Publicado 19/12/2025 13:24

Presidente veta reforma da lei de nacionalidade após declaração de inconstitucionalidade

Archivo - El presidente de Portugal, Marcelo Rebelo de Sousa
PRESIDENCIA DE PORTUGAL - Arquivo

MADRID 19 dez. (EUROPA PRESS) -

O presidente de Portugal, Marcelo Rebelo de Sousa, anunciou nesta sexta-feira que vetou as disposições da lei da nacionalidade e as emendas ao Código Penal que abriam a porta para a perda da cidadania no país europeu, depois que o Tribunal Constitucional as declarou inconstitucionais após receber a aprovação do Parlamento português.

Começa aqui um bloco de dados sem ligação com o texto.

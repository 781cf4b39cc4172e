//! Tool Source Store Port - the on-disk home of tool source files.
//!
//! Tool sources live in a single flat directory, one file per tool keyed
//! by tool name. Backups land in a sibling `backups/` directory as
//! `<tool>_backup_<timestamp>` with a JSON sidecar describing the backup.

use async_trait::async_trait;
use serde::{Deserialize, Serialize};
use std::path::PathBuf;
use thiserror::Error;

use crate::domain::foundation::Timestamp;

/// Source store errors.
#[derive(Debug, Clone, Error)]
pub enum SourceError {
    #[error("tool source not found: {0}")]
    NotFound(String),

    #[error("backup not found for tool: {0}")]
    BackupNotFound(String),

    #[error("filesystem error: {0}")]
    Io(String),
}

impl SourceError {
    pub fn io(message: impl Into<String>) -> Self {
        Self::Io(message.into())
    }
}

/// Metadata sidecar written next to every backup.
#[derive(Debug, Clone, PartialEq, Serialize, Deserialize)]
pub struct BackupRecord {
    pub tool_name: String,
    pub backup_path: PathBuf,
    pub original_path: PathBuf,
    pub created_at: Timestamp,
}

/// Port over the tool source directory.
#[async_trait]
pub trait ToolSourceStore: Send + Sync {
    /// Reads the source of a tool by name.
    async fn read_source(&self, tool_name: &str) -> Result<String, SourceError>;

    /// Writes (atomically replaces) the source of a tool; returns the path.
    async fn write_source(&self, tool_name: &str, code: &str) -> Result<PathBuf, SourceError>;

    /// Copies the current source into the backups directory with a
    /// timestamped name and sidecar metadata.
    async fn backup(&self, tool_name: &str) -> Result<BackupRecord, SourceError>;

    /// Restores a backup over the live source file.
    async fn restore(&self, backup: &BackupRecord) -> Result<(), SourceError>;

    /// The most recent backup of a tool, if any.
    async fn latest_backup(&self, tool_name: &str) -> Result<Option<BackupRecord>, SourceError>;

    /// All tool sources in the directory, as (tool name, source) pairs.
    async fn list_sources(&self) -> Result<Vec<(String, String)>, SourceError>;
}

#[cfg(test)]
mod tests {
    use super::*;

    #[tokio::test]
    async fn tool_source_store_trait_is_send_sync() {
        fn assert_send_sync<T: Send + Sync + ?Sized>() {}
        assert_send_sync::<dyn ToolSourceStore>();
    }
}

"Na sequência da decisão do Tribunal Constitucional, que declarou inconstitucionais certas disposições da legislação sujeita a controle preventivo de constitucionalidade, (Rebelo de Sousa) devolveu-as à Assembleia, sem as promulgar", diz um comunicado publicado pela Presidência portuguesa.

Em uma carta enviada ao presidente da Assembleia Nacional, José Pedro Aguiar-Branco, o chefe de Estado explicou que decidiu devolver as disposições ao órgão que as aprovou devido à decisão do referido tribunal, de acordo com o disposto no artigo 279 da Constituição.

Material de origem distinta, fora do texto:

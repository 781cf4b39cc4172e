//! Tool Selector - picks the tool that will serve a goal.
//!
//! Prefers the discovery short list so the model only ever sees a
//! handful of candidates; falls back to the full registry when discovery
//! produced nothing. The chosen name must exist in the registry.

use serde::{Deserialize, Serialize};
use serde_json::json;
use std::sync::Arc;
use tracing::debug;

use crate::application::discovery::RankedTool;
use crate::application::pattern_cache::PatternCache;
use crate::application::registry::ToolRegistry;
use crate::ports::LanguageModel;

use super::NeuronError;

/// How the selection was reached.
#[derive(Debug, Clone, Copy, PartialEq, Eq, Serialize, Deserialize)]
#[serde(rename_all = "snake_case")]
pub enum SelectionMethod {
    PatternCache,
    LlmShortlist,
    LlmFullRegistry,
}

/// The structured output of the selector.
#[derive(Debug, Clone, PartialEq, Serialize, Deserialize)]
pub struct ToolSelection {
    pub selected_tools: Vec<String>,
    pub method: SelectionMethod,
    pub confidence: f64,
    pub candidates_considered: usize,
}

impl ToolSelection {
    /// The primary choice.
    pub fn primary(&self) -> Option<&str> {
        self.selected_tools.first().map(|s| s.as_str())
    }
}

pub struct ToolSelector {
    model: Arc<dyn LanguageModel>,
    registry: Arc<ToolRegistry>,
    pattern_cache: Arc<PatternCache>,
    cache_threshold: f64,
}

impl ToolSelector {
    pub fn new(
        model: Arc<dyn LanguageModel>,
        registry: Arc<ToolRegistry>,
        pattern_cache: Arc<PatternCache>,
        cache_threshold: f64,
    ) -> Self {
        Self {
            model,
            registry,
            pattern_cache,
            cache_threshold,
        }
    }

    /// Selects a tool for the goal. `shortlist` comes from discovery;
    /// `exclusions` lists tools already tried by error recovery.
    pub async fn select(
        &self,
        goal: &str,
        shortlist: Option<&[RankedTool]>,
        exclusions: &[String],
    ) -> Result<ToolSelection, NeuronError> {
        // Stage 1: learned selections (skipped when excluding, since a
        // cached choice may be exactly the tool that just failed).
        if exclusions.is_empty() {
            if let Some((decision, confidence)) =
                self.pattern_cache.lookup(goal, self.cache_threshold).await?
            {
                if let Some(name) = decision.get("tool").and_then(|v| v.as_str()) {
                    if self.registry.contains(name) {
                        debug!(goal, tool = name, "selector pattern cache hit");
                        return Ok(ToolSelection {
                            selected_tools: vec![name.to_string()],
                            method: SelectionMethod::PatternCache,
                            confidence,
                            candidates_considered: 1,
                        });
                    }
                }
            }
        }

        // Stage 2: ask the model over the short list or the registry.
        let (candidates, method) = match shortlist {
            Some(shortlist) if !shortlist.is_empty() => (
                shortlist
                    .iter()
                    .map(|t| (t.tool_name.clone(), t.description.clone()))
                    .collect::<Vec<_>>(),
                SelectionMethod::LlmShortlist,
            ),
            _ => (
                self.registry
                    .definitions()
                    .into_iter()
                    .map(|d| (d.name, d.description))
                    .collect(),
                SelectionMethod::LlmFullRegistry,
            ),
        };

        let candidates: Vec<(String, String)> = candidates
            .into_iter()
            .filter(|(name, _)| !exclusions.contains(name))
            .collect();
        if candidates.is_empty() {
            return Err(NeuronError::NoToolsAvailable);
        }

        let prompt = Self::build_prompt(goal, &candidates);
        let answer = self.model.generate(&prompt).await?;

        // Stage 3: validate the answer against the candidates by word
        // match, longest names first so "memory_write_v2" never loses to
        // "memory_write".
        let mut names: Vec<&String> = candidates.iter().map(|(n, _)| n).collect();
        names.sort_by_key(|n| std::cmp::Reverse(n.len()));
        let chosen = names
            .iter()
            .find(|name| Self::mentions(&answer, name))
            .map(|n| n.to_string());

        let Some(chosen) = chosen else {
            return Err(NeuronError::UnknownTool {
                name: answer.trim().chars().take(80).collect(),
                considered: candidates.len(),
            });
        };
        if !self.registry.contains(&chosen) {
            return Err(NeuronError::UnknownTool {
                name: chosen,
                considered: candidates.len(),
            });
        }

        self.pattern_cache
            .store(
                goal,
                json!({"tool": chosen.clone()}),
                0.75,
                Some(json!({"method": "llm"})),
            )
            .await?;

        Ok(ToolSelection {
            selected_tools: vec![chosen],
            method,
            confidence: 0.75,
            candidates_considered: candidates.len(),
        })
    }

    fn build_prompt(goal: &str, candidates: &[(String, String)]) -> String {
        let mut prompt = format!(
            "Select the single best tool for this goal.\n\nGoal: \"{}\"\n\nTools:\n",
            goal
        );
        for (name, description) in candidates {
            prompt.push_str(&format!("- {}: {}\n", name, description));
        }
        prompt.push_str("\nAnswer with only the tool name.");
        prompt
    }

    /// Word-boundary containment check.
    fn mentions(answer: &str, name: &str) -> bool {
        answer.match_indices(name).any(|(start, _)| {
            let before_ok = start == 0
                || !answer[..start]
                    .chars()
                    .next_back()
                    .is_some_and(|c| c.is_alphanumeric() || c == '_');
            let end = start + name.len();
            let after_ok = end == answer.len()
                || !answer[end..]
                    .chars()
                    .next()
                    .is_some_and(|c| c.is_alphanumeric() || c == '_');
            before_ok && after_ok
        })
    }
}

O texto proposto para emendar o Código Penal estipulava que a perda da nacionalidade poderia ser aplicada a qualquer pessoa que, sendo nacional de outro Estado, fosse condenada a uma pena de prisão efetiva de quatro anos ou mais dentro de dez anos após ter adquirido essa cidadania.

Quanto à revisão da lei da nacionalidade, ela inclui a extensão dos prazos para que os estrangeiros que residem legalmente em Portugal adquiram a nacionalidade portuguesa e a restrição da concessão aos nascidos em Portugal, segundo a agência de notícias Lusa.

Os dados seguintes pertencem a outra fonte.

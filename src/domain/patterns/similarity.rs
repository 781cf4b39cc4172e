//! Similarity and confidence math for the pattern cache.

/// Cosine similarity between two vectors.
///
/// Returns 0.0 for empty or zero-norm vectors rather than NaN, so a
/// degenerate embedding can never match anything.
pub fn cosine_similarity(a: &[f32], b: &[f32]) -> f64 {
    if a.is_empty() || a.len() != b.len() {
        return 0.0;
    }
    let mut dot = 0.0f64;
    let mut norm_a = 0.0f64;
    let mut norm_b = 0.0f64;
    for (x, y) in a.iter().zip(b.iter()) {
        dot += (*x as f64) * (*y as f64);
        norm_a += (*x as f64) * (*x as f64);
        norm_b += (*y as f64) * (*y as f64);
    }
    if norm_a == 0.0 || norm_b == 0.0 {
        return 0.0;
    }
    dot / (norm_a.sqrt() * norm_b.sqrt())
}

/// Confidence returned on a cache hit: the stored confidence plus a
/// usage boost of 0.01 per hit, capped at +0.15 and 0.99 overall.
pub fn adjusted_confidence(base: f64, usage_count: u32) -> f64 {
    let boost = (usage_count as f64 * 0.01).min(0.15);
    (base + boost).min(0.99)
}

/// Ranking weight for similar-example selection: proven patterns rank
/// above merely similar ones.
pub fn ranking_weight(similarity: f64, usage_count: u32) -> f64 {
    similarity * (1.0 + 0.1 * usage_count as f64)
}

#[cfg(test)]
mod tests {
    use super::*;

    #[test]
    fn identical_vectors_have_similarity_one() {
        let v = vec![0.5, -0.2, 0.8];
        assert!((cosine_similarity(&v, &v) - 1.0).abs() < 1e-9);
    }

    #[test]
    fn orthogonal_vectors_have_similarity_zero() {
        let a = vec![1.0, 0.0];
        let b = vec![0.0, 1.0];
        assert!(cosine_similarity(&a, &b).abs() < 1e-9);
    }

    #[test]
    fn opposite_vectors_have_similarity_minus_one() {
        let a = vec![1.0, 2.0];
        let b = vec![-1.0, -2.0];
        assert!((cosine_similarity(&a, &b) + 1.0).abs() < 1e-9);
    }

    #[test]
    fn degenerate_inputs_never_match() {
        assert_eq!(cosine_similarity(&[], &[]), 0.0);
        assert_eq!(cosine_similarity(&[1.0], &[1.0, 2.0]), 0.0);
        assert_eq!(cosine_similarity(&[0.0, 0.0], &[1.0, 2.0]), 0.0);
    }

    #[test]
    fn confidence_boost_caps_at_fifteen_points() {
        assert!((adjusted_confidence(0.8, 5) - 0.85).abs() < 1e-9);
        assert!((adjusted_confidence(0.8, 50) - 0.95).abs() < 1e-9);
    }

    #[test]
    fn confidence_never_exceeds_099() {
        assert!((adjusted_confidence(0.98, 100) - 0.99).abs() < 1e-9);
        assert!((adjusted_confidence(1.0, 0) - 0.99).abs() < 1e-9);
    }

    #[test]
    fn ranking_weight_prefers_heavily_used_patterns() {
        assert!(ranking_weight(0.8, 10) > ranking_weight(0.9, 0));
    }
}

Na segunda-feira, o Tribunal Constitucional decidiu por unanimidade a favor de três das quatro disposições, enquanto a quarta recebeu apenas um voto contrário. A lei da nacionalidade e as alterações ao Código Penal - propostas pelo governo conservador de Luís Montenegro - foram aprovadas no final de outubro com 157 votos a favor (com o apoio dos partidos de extrema-direita e liberais) e 64 contra.